ACTION ITEM:
Of the lines listed below, return exactly those that run from the line containing "export the PNG" through the line containing "display(&html, &self.config.html_path, self.config.auto_open)?;", both included.

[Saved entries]
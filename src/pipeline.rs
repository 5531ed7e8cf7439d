//! End-to-end run: load → normalize → aggregate → figure → outputs
//!
//! [`PipelineContext`] carries the configuration and the loaded reference into
//! every stage, so each stage is a plain function of its inputs.

use std::collections::BTreeMap;
use std::fs;
use std::path::PathBuf;

use tracing::info;

use crate::aggregate::{aggregate, Aggregation};
use crate::config::HeatmapConfig;
use crate::plot::{Figure, PriorityTier};
use crate::reader::{CountryReference, CsvFileReader, NormalizedProjects, Reader};
use crate::writer::{display, HtmlWriter, KaleidoExporter};
use crate::{HeatmapError, Result};

/// Configuration plus the reference table, built once per run
#[derive(Debug, Clone)]
pub struct PipelineContext {
    pub config: HeatmapConfig,
    pub reference: CountryReference,
}

/// Everything computed before any output is written
#[derive(Debug, Clone)]
pub struct Prepared {
    pub projects: NormalizedProjects,
    pub aggregation: Aggregation,
    pub figure: Figure,
}

/// What a run did, for logging
#[derive(Debug, Clone, PartialEq)]
pub struct RunSummary {
    pub loaded_rows: usize,
    pub kept_rows: usize,
    pub unmapped: Vec<String>,
    /// Countries with at least one project
    pub countries: usize,
    pub per_tier: BTreeMap<PriorityTier, usize>,
    pub global_max: u64,
    pub html_path: PathBuf,
    pub png_path: PathBuf,
}

impl PipelineContext {
    pub fn new(config: HeatmapConfig, reference: CountryReference) -> Self {
        Self { config, reference }
    }

    /// Load the reference table named in the configuration
    pub fn load(config: HeatmapConfig) -> Result<Self> {
        let reader = CsvFileReader::new(&config.countries_path);
        let reference = CountryReference::load(&reader, &config.reference_columns)?;
        Ok(Self::new(config, reference))
    }

    pub fn normalize(&self, roster: &dyn Reader) -> Result<NormalizedProjects> {
        NormalizedProjects::load(roster, &self.reference, &self.config.project_columns)
    }

    pub fn aggregate(&self, projects: &NormalizedProjects) -> Result<Aggregation> {
        aggregate(projects, &self.reference)
    }

    pub fn figure(&self, aggregation: &Aggregation) -> Result<Figure> {
        Figure::build(aggregation, &self.config)
    }

    /// Run every stage that has no side effects
    pub fn prepare(&self, roster: &dyn Reader) -> Result<Prepared> {
        let projects = self.normalize(roster)?;
        let aggregation = self.aggregate(&projects)?;
        let figure = self.figure(&aggregation)?;
        Ok(Prepared {
            projects,
            aggregation,
            figure,
        })
    }

    /// Write and show the HTML page, then export the PNG
    pub fn render(&self, figure: &Figure) -> Result<()> {
        let html = figure.render(&HtmlWriter::new())?;
        display(&html, &self.config.html_path, self.config.auto_open)?;

        let png = figure.render(&KaleidoExporter::new(&self.config.kaleido_path))?;
        fs::write(&self.config.png_path, png).map_err(|e| {
            HeatmapError::ExportError(format!(
                "Failed to write '{}': {}",
                self.config.png_path.display(),
                e
            ))
        })?;
        info!(path = %self.config.png_path.display(), "Wrote PNG");
        Ok(())
    }

    pub fn summarize(&self, prepared: &Prepared) -> RunSummary {
        let per_tier = PriorityTier::ALL
            .iter()
            .map(|tier| (*tier, prepared.aggregation.tier(*tier).count()))
            .collect();
        RunSummary {
            loaded_rows: prepared.projects.loaded_rows(),
            kept_rows: prepared.projects.len(),
            unmapped: prepared.projects.unmapped().iter().cloned().collect(),
            countries: prepared.aggregation.len(),
            per_tier,
            global_max: prepared.aggregation.global_max,
            html_path: self.config.html_path.clone(),
            png_path: self.config.png_path.clone(),
        }
    }
}

/// Run the whole pipeline with the files named in `config`
pub fn run(config: &HeatmapConfig) -> Result<RunSummary> {
    let context = PipelineContext::load(config.clone())?;
    let roster = CsvFileReader::new(&config.projects_path);
    let prepared = context.prepare(&roster)?;
    context.render(&prepared.figure)?;
    Ok(context.summarize(&prepared))
}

REPLY:
    /// Write and show the HTML page, then export the PNG
    pub fn render(&self, figure: &Figure) -> Result<()> {
        let html = figure.render(&HtmlWriter::new())?;
        display(&html, &self.config.html_path, self.config.auto_open)?;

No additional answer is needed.